Harris-Perry has a black father who grew up in the “Jim Crow South” and a white mother who was raised Mormon. Like many children of multi-racial families, Harris-Perry takes aspects from both backgrounds to build her identity as she researches African American political thought at Wake Forest and received an honorary doctorate from Meadville Lombard Theological School.
From Martin Luther King Day and throughout the month of February, Harris-Perry travels frequently to universities and public gatherings to speak on the importance of continuing conversations about Black History Month and black Americans’ role in society.
Harris-Perry noted that some cultural aspects in black American culture do not need to be translated for the masses because they are significant to that specific group for a reason. The more you know about the cultural norms, the more you identify with a culture. Cultural norms exist for specific people to make them feel like they belong.
At Culturs, speaking the right language is about understanding that there are aspects of each culture that outsiders won’t understand. Just like an Asian American might not identify with black American culture, a white American might not identify with the culture of a Caribbean/Italian, Russian born TCK.
Harris-Perry makes the argument that not all aspects of a culture should be translated to fit every other group’s cultural needs. Being a TCK, it is difficult to not always have cultural norms translated to you, especially when others expect you to know them.

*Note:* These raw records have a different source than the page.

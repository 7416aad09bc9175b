//! PDF text-layer extraction with poppler's `pdftotext`.

use std::path::Path;

use async_trait::async_trait;
use serde_json::{json, Map as JsonMap, Value as JsonValue};
use tokio::process::Command;
use tracing::warn;

use docconv_core::{ConversionOutput, Converter, Error, JobType, Result};

use super::{opt_bool, opt_positive_int, reject_unknown, require_input, run_tool};

/// Converter for `pdf-to-text`.
///
/// Options: `layout` (keep physical layout), `first_page`, `last_page`.
/// A PDF without a text layer yields empty output and `needs_ocr: true` in
/// the metadata.
pub struct PdfToTextConverter {
    binary: String,
}

impl PdfToTextConverter {
    pub fn new(binary: &str) -> Self {
        Self {
            binary: binary.to_string(),
        }
    }

    fn args(options: &JsonMap<String, JsonValue>) -> Result<Vec<String>> {
        reject_unknown(options, &["layout", "first_page", "last_page"])?;
        let first = opt_positive_int(options, "first_page")?;
        let last = opt_positive_int(options, "last_page")?;
        if let (Some(f), Some(l)) = (first, last) {
            if f > l {
                return Err(Error::Validation(
                    "option first_page must not exceed last_page".into(),
                ));
            }
        }

        let mut args = vec!["-enc".to_string(), "UTF-8".to_string()];
        if opt_bool(options, "layout")?.unwrap_or(false) {
            args.push("-layout".into());
        }
        if let Some(f) = first {
            args.extend(["-f".to_string(), f.to_string()]);
        }
        if let Some(l) = last {
            args.extend(["-l".to_string(), l.to_string()]);
        }
        Ok(args)
    }
}

#[async_trait]
impl Converter for PdfToTextConverter {
    fn job_type(&self) -> JobType {
        JobType::PdfToText
    }

    fn name(&self) -> &str {
        "pdftotext"
    }

    fn validate_options(&self, options: &JsonMap<String, JsonValue>) -> Result<()> {
        Self::args(options).map(|_| ())
    }

    async fn convert(
        &self,
        input: &Path,
        options: &JsonMap<String, JsonValue>,
    ) -> Result<ConversionOutput> {
        let input_bytes = require_input(input).await?;
        let args = Self::args(options)?;

        // "-" sends the text to stdout
        let bytes = run_tool(
            Command::new(&self.binary).args(&args).arg(input).arg("-"),
            "pdftotext",
        )
        .await?;

        let text = String::from_utf8_lossy(&bytes);
        let needs_ocr = text.trim().is_empty();
        if needs_ocr {
            warn!(
                subsystem = "jobs",
                component = "converter",
                input = %input.display(),
                "PDF has no text layer"
            );
        }
        let line_count = text.lines().count();

        Ok(ConversionOutput {
            content_type: "text/plain; charset=utf-8".to_string(),
            extension: "txt".to_string(),
            metadata: json!({
                "converter": "pdftotext",
                "input_bytes": input_bytes,
                "char_count": text.chars().count(),
                "line_count": line_count,
                "needs_ocr": needs_ocr,
            }),
            bytes,
        })
    }
}

#[cfg(test)]
mod tests {
    use super::*;

    fn options(value: JsonValue) -> JsonMap<String, JsonValue> {
        value.as_object().cloned().unwrap_or_default()
    }

    #[test]
    fn test_page_range_args() {
        let args =
            PdfToTextConverter::args(&options(json!({"first_page": 2, "last_page": 5, "layout": true})))
                .unwrap();
        assert_eq!(
            args,
            vec!["-enc", "UTF-8", "-layout", "-f", "2", "-l", "5"]
        );
    }

    #[test]
    fn test_inverted_page_range_rejected() {
        let conv = PdfToTextConverter::new("pdftotext");
        let err = conv
            .validate_options(&options(json!({"first_page": 9, "last_page": 3})))
            .unwrap_err();
        assert!(matches!(err, Error::Validation(_)));
    }
}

However, being a TCK, you know more aspects about many different cultures, making it easier to connect with a more diverse group of people. And you don’t have to have grown up in the same regional culture to understand the TCK culture; the TCK culture encompasses all who have been accustomed to transition- moving from one culture to the next, evolving at each step of the way. Sometimes knowing everything about one culture is the mainstream archetype but identifying with many different aspects of a diverse set of cultures is what sets you apart.